Task brief: From first line to last, give the material again unchanged.

Data in this exercise:
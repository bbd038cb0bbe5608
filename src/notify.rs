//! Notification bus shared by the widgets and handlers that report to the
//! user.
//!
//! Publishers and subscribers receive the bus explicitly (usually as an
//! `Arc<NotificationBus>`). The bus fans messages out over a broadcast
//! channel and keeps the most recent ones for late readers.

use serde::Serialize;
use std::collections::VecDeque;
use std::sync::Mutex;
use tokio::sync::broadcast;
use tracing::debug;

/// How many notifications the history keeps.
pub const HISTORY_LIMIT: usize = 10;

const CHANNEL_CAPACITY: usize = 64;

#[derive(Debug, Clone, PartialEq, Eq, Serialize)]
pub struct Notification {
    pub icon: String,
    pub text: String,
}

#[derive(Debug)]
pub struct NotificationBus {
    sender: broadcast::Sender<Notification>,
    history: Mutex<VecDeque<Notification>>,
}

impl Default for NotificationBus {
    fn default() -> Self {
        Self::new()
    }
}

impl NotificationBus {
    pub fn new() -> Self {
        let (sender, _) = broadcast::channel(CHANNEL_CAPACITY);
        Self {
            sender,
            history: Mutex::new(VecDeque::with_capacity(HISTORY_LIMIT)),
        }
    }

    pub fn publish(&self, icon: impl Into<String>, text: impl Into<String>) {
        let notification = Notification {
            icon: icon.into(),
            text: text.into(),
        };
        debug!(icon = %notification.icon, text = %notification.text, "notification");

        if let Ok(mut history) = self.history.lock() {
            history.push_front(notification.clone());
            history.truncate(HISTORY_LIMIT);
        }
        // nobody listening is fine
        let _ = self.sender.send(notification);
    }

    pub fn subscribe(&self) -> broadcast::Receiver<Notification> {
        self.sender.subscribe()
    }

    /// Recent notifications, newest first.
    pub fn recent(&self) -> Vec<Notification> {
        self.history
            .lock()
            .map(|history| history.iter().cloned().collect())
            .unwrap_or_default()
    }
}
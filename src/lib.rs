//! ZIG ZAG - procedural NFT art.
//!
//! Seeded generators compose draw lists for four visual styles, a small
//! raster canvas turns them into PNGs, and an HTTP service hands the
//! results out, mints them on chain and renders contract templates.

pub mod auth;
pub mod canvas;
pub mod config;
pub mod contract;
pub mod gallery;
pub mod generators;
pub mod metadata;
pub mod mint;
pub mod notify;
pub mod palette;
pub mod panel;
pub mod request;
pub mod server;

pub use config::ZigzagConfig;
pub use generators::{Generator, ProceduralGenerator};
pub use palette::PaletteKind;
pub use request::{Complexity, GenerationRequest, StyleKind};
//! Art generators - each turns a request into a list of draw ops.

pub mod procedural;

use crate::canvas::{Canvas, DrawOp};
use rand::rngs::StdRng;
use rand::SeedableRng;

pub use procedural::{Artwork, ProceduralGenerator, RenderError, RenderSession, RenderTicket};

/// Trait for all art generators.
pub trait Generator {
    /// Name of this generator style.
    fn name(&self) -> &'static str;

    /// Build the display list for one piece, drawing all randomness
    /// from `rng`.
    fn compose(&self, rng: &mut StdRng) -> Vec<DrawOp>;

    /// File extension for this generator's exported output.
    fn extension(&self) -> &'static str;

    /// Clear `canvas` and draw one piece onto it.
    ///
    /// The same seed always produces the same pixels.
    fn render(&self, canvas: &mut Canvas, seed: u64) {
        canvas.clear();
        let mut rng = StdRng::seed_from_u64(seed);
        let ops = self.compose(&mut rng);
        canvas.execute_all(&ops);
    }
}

Solution for this task:
repository bbd038cb0bbe5608
filename src/notify.rs
//! Notification bus shared by the widgets and handlers that report to the
//! user.
//!
//! Publishers and subscribers receive the bus explicitly (usually as an
//! `Arc<NotificationBus>`). The bus fans messages out over a broadcast
//! channel and keeps the most recent ones for late readers.

use serde::Serialize;
use std::collections::VecDeque;
use std::sync::Mutex;
use tokio::sync::broadcast;
use tracing::debug;

/// How many notifications the history keeps.
pub const HISTORY_LIMIT: usize = 10;

const CHANNEL_CAPACITY: usize = 64;

#[derive(Debug, Clone, PartialEq, Eq, Serialize)]
pub struct Notification {
    pub icon: String,
    pub text: String,
}

#[derive(Debug)]
pub struct NotificationBus {
    sender: broadcast::Sender<Notification>,
    history: Mutex<VecDeque<Notification>>,
}

impl Default for NotificationBus {
    fn default() -> Self {
        Self::new()
    }
}

impl NotificationBus {
    pub fn new() -> Self {
        let (sender, _) = broadcast::channel(CHANNEL_CAPACITY);
        Self {
            sender,
            history: Mutex::new(VecDeque::with_capacity(HISTORY_LIMIT)),
        }
    }

    pub fn publish(&self, icon: impl Into<String>, text: impl Into<String>) {
        let notification = Notification {
            icon: icon.into(),
            text: text.into(),
        };
        debug!(icon = %notification.icon, text = %notification.text, "notification");

        if let Ok(mut history) = self.history.lock() {
            history.push_front(notification.clone());
            history.truncate(HISTORY_LIMIT);
        }
        // nobody listening is fine
        let _ = self.sender.send(notification);
    }

    pub fn subscribe(&self) -> broadcast::Receiver<Notification> {
        self.sender.subscribe()
    }

    /// Recent notifications, newest first.
    pub fn recent(&self) -> Vec<Notification> {
        self.history
            .lock()
            .map(|history| history.iter().cloned().collect())
            .unwrap_or_default()
    }
}
filename src/lib.rs
//! ZIG ZAG - procedural NFT art.
//!
//! Seeded generators compose draw lists for four visual styles, a small
//! raster canvas turns them into PNGs, and an HTTP service hands the
//! results out, mints them on chain and renders contract templates.

pub mod auth;
pub mod canvas;
pub mod config;
pub mod contract;
pub mod gallery;
pub mod generators;
pub mod metadata;
pub mod mint;
pub mod notify;
pub mod palette;
pub mod panel;
pub mod request;
pub mod server;

pub use config::ZigzagConfig;
pub use generators::{Generator, ProceduralGenerator};
pub use palette::PaletteKind;
pub use request::{Complexity, GenerationRequest, StyleKind};
//! Art generators - each turns a request into a list of draw ops.

pub mod procedural;

use crate::canvas::{Canvas, DrawOp};
use rand::rngs::StdRng;
use rand::SeedableRng;

pub use procedural::{Artwork, ProceduralGenerator, RenderError, RenderSession, RenderTicket};

/// Trait for all art generators.
pub trait Generator {
    /// Name of this generator style.
    fn name(&self) -> &'static str;

    /// Build the display list for one piece, drawing all randomness
    /// from `rng`.
    fn compose(&self, rng: &mut StdRng) -> Vec<DrawOp>;

    /// File extension for this generator's exported output.
    fn extension(&self) -> &'static str;

    /// Clear `canvas` and draw one piece onto it.
    ///
    /// The same seed always produces the same pixels.
    fn render(&self, canvas: &mut Canvas, seed: u64) {
        canvas.clear();
        let mut rng = StdRng::seed_from_u64(seed);
        let ops = self.compose(&mut rng);
        canvas.execute_all(&ops);
    }
}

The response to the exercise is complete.